Hospitality has always hinged on one simple promise: take care of the guest. As any hotel operator knows, however, it’s not always that simple.
Providing a quick and easy check-in experience, acquiescing to room preferences and catering to their every whim once guests are in the room has long been the industry standard. Or, at least, the industry standard goal.
But that standard is becoming harder and harder to hit thanks, in large part, to labor challenges.
“Labor remains the highest expense on the P&L (profits and loss statement), with key roles like housekeeping and front desk experiencing persistent turnover,” noted Raheel Moolji, director of investment sales at Greysteel, a middle-market focused real estate investment banking firm.
Staffing shortages remain widespread, with hotels across the country struggling to fill key frontline roles. In major markets, rising wages and evolving labor regulations are pushing payroll costs higher. Minimum wage in Washington, D.C., for example, is $17.50 an hour. It’s at or above $16.50 an hour in Washington State, New York and California—but labor costs are up nationwide.
The combined costs of hospitality worker salaries, wages and employee benefits increased by 4.8 per cent last year, according to CBRE’s latest hospitality intelligence investment report. At the same time, the firm notes that the number of hours employees logged at the average hotel was down 7.4 percent.
“Hotels are paying more for fewer hours worked, which is indicative of the struggle operators have had to fill open positions, as well as cuts in the services and amenities hotels offer to guests,” the report states.
Unfortunately, all of this is occurring at a very inopportune time for the service industry.
“While we continuously seek greater efficiency to protect NOI, guest expectations for service remain high, especially as rates continue to rise,” Moolji added.
With guest expectations higher than ever, cutting services and/or amenities isn’t a palatable strategy for many hotels. And it doesn’t have to be.
Tech as the New Team Member
Savvy operators are leaning on automation and other tech models to address rising costs, worker shortages and customer service.

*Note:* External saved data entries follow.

//! Per-sentence bracket collections with positional indices.

use std::collections::HashSet;
use std::fmt;

use crate::bracket::Bracket;
use crate::{Error, Result};

/// Handle addressing one bracket inside a [`BracketSet`] arena.
///
/// Handles are only meaningful for the set that produced them and stay valid
/// for that set's lifetime (brackets are never removed, only extended).
#[derive(Debug, Clone, Copy, PartialEq, Eq, Hash)]
pub struct BracketHandle(usize);

/// The brackets over one sentence, indexed by token position.
///
/// Brackets live in an arena addressed by [`BracketHandle`]. Three derived
/// indices are maintained across mutations:
///
/// - opens-at / closes-at: brackets whose current start (end) is a given
///   position;
/// - covering: brackets containing a given position, most specific first.
///
/// Each covering list is kept sorted by ascending bracket width, ties broken
/// by insertion order, and the order is restored after every [`add`] and
/// [`extend_to_cover`]. "Lowest bracket covering a position" queries are
/// therefore correct no matter how insertions and extensions interleave.
///
/// A set is built once per sentence, mutated while that sentence is
/// processed, read out via [`index_pairs`], and dropped.
///
/// [`add`]: BracketSet::add
/// [`extend_to_cover`]: BracketSet::extend_to_cover
/// [`index_pairs`]: BracketSet::index_pairs
#[derive(Debug, Clone)]
pub struct BracketSet {
    tokens: Vec<String>,
    brackets: Vec<Bracket>,
    opens_at: Vec<Vec<usize>>,
    closes_at: Vec<Vec<usize>>,
    covering: Vec<Vec<usize>>,
}

impl BracketSet {
    /// Create an empty set over a token sequence.
    pub fn new(tokens: Vec<String>) -> Self {
        let n = tokens.len();
        Self {
            tokens,
            brackets: Vec::new(),
            opens_at: vec![Vec::new(); n],
            closes_at: vec![Vec::new(); n],
            covering: vec![Vec::new(); n],
        }
    }

    /// Create a set pre-populated with an initial bracket list.
    pub fn from_brackets(
        tokens: Vec<String>,
        brackets: impl IntoIterator<Item = Bracket>,
    ) -> Result<Self> {
        let mut set = Self::new(tokens);
        for bracket in brackets {
            set.add(bracket)?;
        }
        Ok(set)
    }

    /// Number of tokens in the sentence.
    #[must_use]
    pub fn len(&self) -> usize {
        self.tokens.len()
    }

    /// Whether the sentence has no tokens.
    #[must_use]
    pub fn is_empty(&self) -> bool {
        self.tokens.is_empty()
    }

    /// The token sequence.
    #[must_use]
    pub fn tokens(&self) -> &[String] {
        &self.tokens
    }

    /// Number of tracked brackets.
    #[must_use]
    pub fn bracket_count(&self) -> usize {
        self.brackets.len()
    }

    /// All tracked brackets, in insertion order.
    pub fn iter(&self) -> impl Iterator<Item = &Bracket> {
        self.brackets.iter()
    }

    /// The bracket behind a handle.
    ///
    /// # Panics
    ///
    /// Panics if the handle came from a different set.
    #[must_use]
    pub fn get(&self, handle: BracketHandle) -> &Bracket {
        &self.brackets[handle.0]
    }

    /// Whether an equal bracket (same endpoints and label) is already
    /// tracked.
    #[must_use]
    pub fn contains_bracket(&self, bracket: &Bracket) -> bool {
        self.find_duplicate(bracket).is_some()
    }

    fn find_duplicate(&self, bracket: &Bracket) -> Option<usize> {
        self.covering
            .get(bracket.start())?
            .iter()
            .copied()
            .find(|&h| self.brackets[h] == *bracket)
    }

    /// Track a bracket, suppressing duplicates.
    ///
    /// Returns the handle of the inserted bracket, or of the already-tracked
    /// equal bracket (the insert is idempotent). A set over zero tokens
    /// ignores the call and returns `None`. A bracket reaching past the last
    /// token is a parse error.
    pub fn add(&mut self, bracket: Bracket) -> Result<Option<BracketHandle>> {
        if self.tokens.is_empty() {
            return Ok(None);
        }
        if bracket.end() >= self.tokens.len() {
            return Err(Error::parse(format!(
                "bracket {} out of range for {} tokens",
                bracket,
                self.tokens.len()
            )));
        }
        if let Some(existing) = self.find_duplicate(&bracket) {
            return Ok(Some(BracketHandle(existing)));
        }

        let handle = self.brackets.len();
        let (start, end) = bracket.indices();
        self.opens_at[start].push(handle);
        self.closes_at[end].push(handle);
        self.brackets.push(bracket);
        for position in start..=end {
            self.insert_covering(position, handle);
        }
        Ok(Some(BracketHandle(handle)))
    }

    /// Widen a tracked bracket so it covers token position `index`.
    ///
    /// No-op when `index` already falls within the bracket. The opens-at or
    /// closes-at bucket moves accordingly, newly covered positions gain the
    /// bracket, and every covering list in the widened range is restored to
    /// narrowest-first order.
    ///
    /// # Panics
    ///
    /// Panics if the handle came from a different set.
    pub fn extend_to_cover(&mut self, handle: BracketHandle, index: usize) -> Result<()> {
        if index >= self.tokens.len() {
            return Err(Error::parse(format!(
                "position {} out of range for {} tokens",
                index,
                self.tokens.len()
            )));
        }
        let h = handle.0;
        let (start, end) = self.brackets[h].indices();
        if index >= start && index <= end {
            return Ok(());
        }

        if index < start {
            self.opens_at[start].retain(|&o| o != h);
            self.opens_at[index].push(h);
            self.brackets[h].set_start(index);
            for position in index..start {
                self.covering[position].push(h);
            }
        } else {
            self.closes_at[end].retain(|&o| o != h);
            self.closes_at[index].push(h);
            self.brackets[h].set_end(index);
            for position in end + 1..=index {
                self.covering[position].push(h);
            }
        }

        let (start, end) = self.brackets[h].indices();
        for position in start..=end {
            self.resort_covering(position);
        }
        Ok(())
    }

    fn insert_covering(&mut self, position: usize, handle: usize) {
        let brackets = &self.brackets;
        let key = (brackets[handle].width(), handle);
        let list = &mut self.covering[position];
        let at = list
            .iter()
            .position(|&o| (brackets[o].width(), o) > key)
            .unwrap_or(list.len());
        list.insert(at, handle);
    }

    fn resort_covering(&mut self, position: usize) {
        let brackets = &self.brackets;
        self.covering[position].sort_unstable_by_key(|&h| (brackets[h].width(), h));
    }

    /// Brackets containing `position`, most specific (narrowest) first.
    pub fn covering(&self, position: usize) -> impl Iterator<Item = &Bracket> {
        self.covering
            .get(position)
            .into_iter()
            .flatten()
            .map(move |&h| &self.brackets[h])
    }

    /// Brackets whose current start is `position`.
    pub fn opening_at(&self, position: usize) -> impl Iterator<Item = &Bracket> {
        self.opens_at
            .get(position)
            .into_iter()
            .flatten()
            .map(move |&h| &self.brackets[h])
    }

    /// Brackets whose current end is `position`.
    pub fn closing_at(&self, position: usize) -> impl Iterator<Item = &Bracket> {
        self.closes_at
            .get(position)
            .into_iter()
            .flatten()
            .map(move |&h| &self.brackets[h])
    }

    /// Whether some bracket covers `i` and the lowest (most specific) one
    /// also covers `k`.
    #[must_use]
    pub fn lowest_covering_contains(&self, i: usize, k: usize) -> bool {
        self.covering
            .get(i)
            .and_then(|list| list.first())
            .map_or(false, |&h| self.brackets[h].contains(k))
    }

    /// The `(start, end)` endpoint pairs of all tracked brackets.
    ///
    /// With `remove_trivial`, zero-width pairs and the pair spanning the
    /// whole sentence are excluded.
    #[must_use]
    pub fn index_pairs(&self, remove_trivial: bool) -> HashSet<(usize, usize)> {
        let whole = (0, self.tokens.len().saturating_sub(1));
        self.brackets
            .iter()
            .map(|b| b.indices())
            .filter(|&pair| !remove_trivial || (pair.0 != pair.1 && pair != whole))
            .collect()
    }
}

impl fmt::Display for BracketSet {
    fn fmt(&self, f: &mut fmt::Formatter<'_>) -> fmt::Result {
        let last = self.tokens.len().saturating_sub(1);
        for (i, token) in self.tokens.iter().enumerate() {
            for &h in &self.opens_at[i] {
                f.write_str("(")?;
                if let Some(label) = self.brackets[h].label() {
                    write!(f, "{} ", label)?;
                }
            }
            f.write_str(token)?;
            for _ in &self.closes_at[i] {
                f.write_str(")")?;
            }
            if i < last {
                f.write_str(" ")?;
            }
        }
        Ok(())
    }
}

#[cfg(test)]
mod tests {
    use super::*;

    fn words(n: usize) -> Vec<String> {
        (0..n).map(|i| format!("w{i}")).collect()
    }

    #[test]
    fn test_add_maintains_indices() {
        let mut set = BracketSet::new(words(5));
        let h = set.add(Bracket::new(1, 3)).unwrap().unwrap();
        assert_eq!(set.get(h).indices(), (1, 3));
        assert_eq!(set.opening_at(1).count(), 1);
        assert_eq!(set.closing_at(3).count(), 1);
        for i in 1..=3 {
            assert_eq!(set.covering(i).count(), 1);
        }
        assert_eq!(set.covering(0).count(), 0);
        assert_eq!(set.covering(4).count(), 0);
    }

    #[test]
    fn test_add_is_idempotent() {
        let mut set = BracketSet::new(words(4));
        let first = set.add(Bracket::new(0, 2)).unwrap().unwrap();
        let second = set.add(Bracket::new(0, 2)).unwrap().unwrap();
        assert_eq!(first, second);
        assert_eq!(set.bracket_count(), 1);
        assert_eq!(set.index_pairs(false).len(), 1);
        // a different label is a different bracket
        set.add(Bracket::new(0, 2).with_label("NP")).unwrap();
        assert_eq!(set.bracket_count(), 2);
    }

    #[test]
    fn test_add_on_empty_sentence_is_a_noop() {
        let mut set = BracketSet::new(Vec::new());
        assert!(set.add(Bracket::new(0, 0)).unwrap().is_none());
        assert_eq!(set.bracket_count(), 0);
    }

    #[test]
    fn test_add_out_of_range_fails() {
        let mut set = BracketSet::new(words(3));
        assert!(set.add(Bracket::new(1, 3)).is_err());
    }

    #[test]
    fn test_covering_is_narrowest_first() {
        let mut set = BracketSet::new(words(6));
        // wider bracket added first; the narrower one must still come first
        set.add(Bracket::new(0, 4)).unwrap();
        set.add(Bracket::new(1, 2)).unwrap();
        let at_1: Vec<(usize, usize)> = set.covering(1).map(|b| b.indices()).collect();
        assert_eq!(at_1, vec![(1, 2), (0, 4)]);
    }

    #[test]
    fn test_lowest_covering_contains() {
        let mut set = BracketSet::new(words(6));
        set.add(Bracket::new(0, 4)).unwrap();
        set.add(Bracket::new(1, 2)).unwrap();
        // lowest bracket over 1 is (1, 2): covers 2 but not 3
        assert!(set.lowest_covering_contains(1, 2));
        assert!(!set.lowest_covering_contains(1, 3));
        // nothing covers 5
        assert!(!set.lowest_covering_contains(5, 5));
    }

    #[test]
    fn test_extend_to_cover_left() {
        let mut set = BracketSet::new(words(6));
        let h = set.add(Bracket::new(3, 4)).unwrap().unwrap();
        set.extend_to_cover(h, 1).unwrap();
        assert_eq!(set.get(h).indices(), (1, 4));
        assert_eq!(set.opening_at(3).count(), 0);
        assert_eq!(set.opening_at(1).count(), 1);
        assert_eq!(set.covering(1).count(), 1);
        assert_eq!(set.covering(2).count(), 1);
        let expected: HashSet<(usize, usize)> = [(1, 4)].into_iter().collect();
        assert_eq!(set.index_pairs(false), expected);
    }

    #[test]
    fn test_extend_to_cover_right() {
        let mut set = BracketSet::new(words(6));
        let h = set.add(Bracket::new(1, 2)).unwrap().unwrap();
        set.extend_to_cover(h, 4).unwrap();
        assert_eq!(set.get(h).indices(), (1, 4));
        assert_eq!(set.closing_at(2).count(), 0);
        assert_eq!(set.closing_at(4).count(), 1);
        assert_eq!(set.covering(3).count(), 1);
        assert_eq!(set.covering(4).count(), 1);
    }

    #[test]
    fn test_extend_to_cover_inside_is_a_noop() {
        let mut set = BracketSet::new(words(6));
        let h = set.add(Bracket::new(1, 4)).unwrap().unwrap();
        let before: Vec<Vec<(usize, usize)>> = (0..6)
            .map(|i| set.covering(i).map(|b| b.indices()).collect())
            .collect();
        set.extend_to_cover(h, 2).unwrap();
        let after: Vec<Vec<(usize, usize)>> = (0..6)
            .map(|i| set.covering(i).map(|b| b.indices()).collect())
            .collect();
        assert_eq!(set.get(h).indices(), (1, 4));
        assert_eq!(before, after);
    }

    #[test]
    fn test_extend_restores_covering_order() {
        let mut set = BracketSet::new(words(8));
        let narrow = set.add(Bracket::new(2, 3)).unwrap().unwrap();
        set.add(Bracket::new(1, 4)).unwrap();
        // widening the narrow bracket past the other must demote it
        set.extend_to_cover(narrow, 6).unwrap();
        let at_2: Vec<(usize, usize)> = set.covering(2).map(|b| b.indices()).collect();
        assert_eq!(at_2, vec![(1, 4), (2, 6)]);
        assert!(set.lowest_covering_contains(2, 4));
        assert!(!set.lowest_covering_contains(2, 6));
    }

    #[test]
    fn test_index_pairs_remove_trivial() {
        let mut set = BracketSet::new(words(5));
        set.add(Bracket::new(2, 2)).unwrap();
        set.add(Bracket::new(0, 4)).unwrap();
        set.add(Bracket::new(1, 3)).unwrap();
        assert_eq!(set.index_pairs(false).len(), 3);
        let expected: HashSet<(usize, usize)> = [(1, 3)].into_iter().collect();
        assert_eq!(set.index_pairs(true), expected);
    }

    #[test]
    fn test_display_renders_brackets() {
        let tokens: Vec<String> = ["the", "cat", "sat"].iter().map(|s| s.to_string()).collect();
        let mut set = BracketSet::new(tokens);
        set.add(Bracket::new(0, 1)).unwrap();
        assert_eq!(set.to_string(), "(the cat) sat");
        let mut labeled = BracketSet::new(
            ["the", "cat"].iter().map(|s| s.to_string()).collect(),
        );
        labeled.add(Bracket::new(0, 1).with_label("NP")).unwrap();
        assert_eq!(labeled.to_string(), "(NP the cat)");
    }
}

“By integrating tech tools, hotels can maintain seamless service while prioritizing personalized guest experiences where they matter most,” Moolji said.
Mike Gray, global vice president of strategic partnerships at internet connectivity and network management solutions provider Nomadix, notes AI (artificial intelligence) can automate many back-of-house tasks, including reporting, revenue yield, occupancy forecasts and the like.
Then there’s the customer service pain points.
“Check-in remains the biggest bottleneck for hotels,” said Branigan Mulcahy, co-founder of Virdee, a straight-to-room guest-experience platform. “These tasks are repetitive and labour-intensive.”
Mulcahy’s research shows hotels spend an average of $9 to $10 per check-in on front desk labor alone.
“These tasks can now be obsolete due to the power of technology,” he continued. “Operators are urgently rethinking these touchpoints due to a combination of rising labour costs, staffing shortages and the fact that guests don’t have patience for lines.”
One of the most widely adopted responses to these challenges is mobile check-in, which is commonly paired with mobile keys.
“Mobile keys are among the most popular and well-known solutions because it mirrors consumer preferences for personal, smart device-enabled self-service,” said George Winker, vice president of sales for North America at Vingcard, an advanced technologies provider for the hospitality industry. “And it avoids the need to wait in line at the front desk.”
Automated service platforms like Virdee’s typically address the three main tasks associated with check-in: identity verification, payment submission and key issuance. Guests can complete their check-in process from the web, their mobile device or a lobby kiosk.
Mulcahy reports that hotels utilizing Virdee often report a 30 percent to 50 percent reduction in average check-in time. It has also resulted in a measurable boost in guest satisfaction scores of up to 23 per cent, particularly among business travelers and digital-native guests.
“One brand saw its app store rating increase by a full point after rolling out mobile check-in with us,” he added. “All of these results show that automating the guest journey isn't just a nice-to-have. It's a strategic lever for profitability.”
The Rio Hotel & Casino in Las Vegas achieves more than 50 percent check-in conversion with Virdee on its busiest days, while extended-stay brand LivAway Suites has been able to remove its nightshifts altogether.
“Virdee processes 100 percent of check-ins,” Mulcahy continued. “As a result, they’ve saved one to two heads per property. Nightshifts are also notoriously hard to staff reliably, so LivAway also benefits from reduced staff churn.”
Anneliese Vance-Sherman, chief labor economist for the Washington Employment Security Department, noted that schedule adjustments have become a common strategy among hotel employers facing rising wages in the state. Altering service offerings (providing room service or housekeeping by request, for example) and automating tasks have been as well.
“Rising wages have posed challenges to businesses,” she said. “Part of the motivation—especially in industries for which labour is one of the largest and most variable costs—is cost cutting through staffing reductions. Technological substitution makes this possible to a certain extent, but through the transformation of jobs by eliminating or changing tasks.”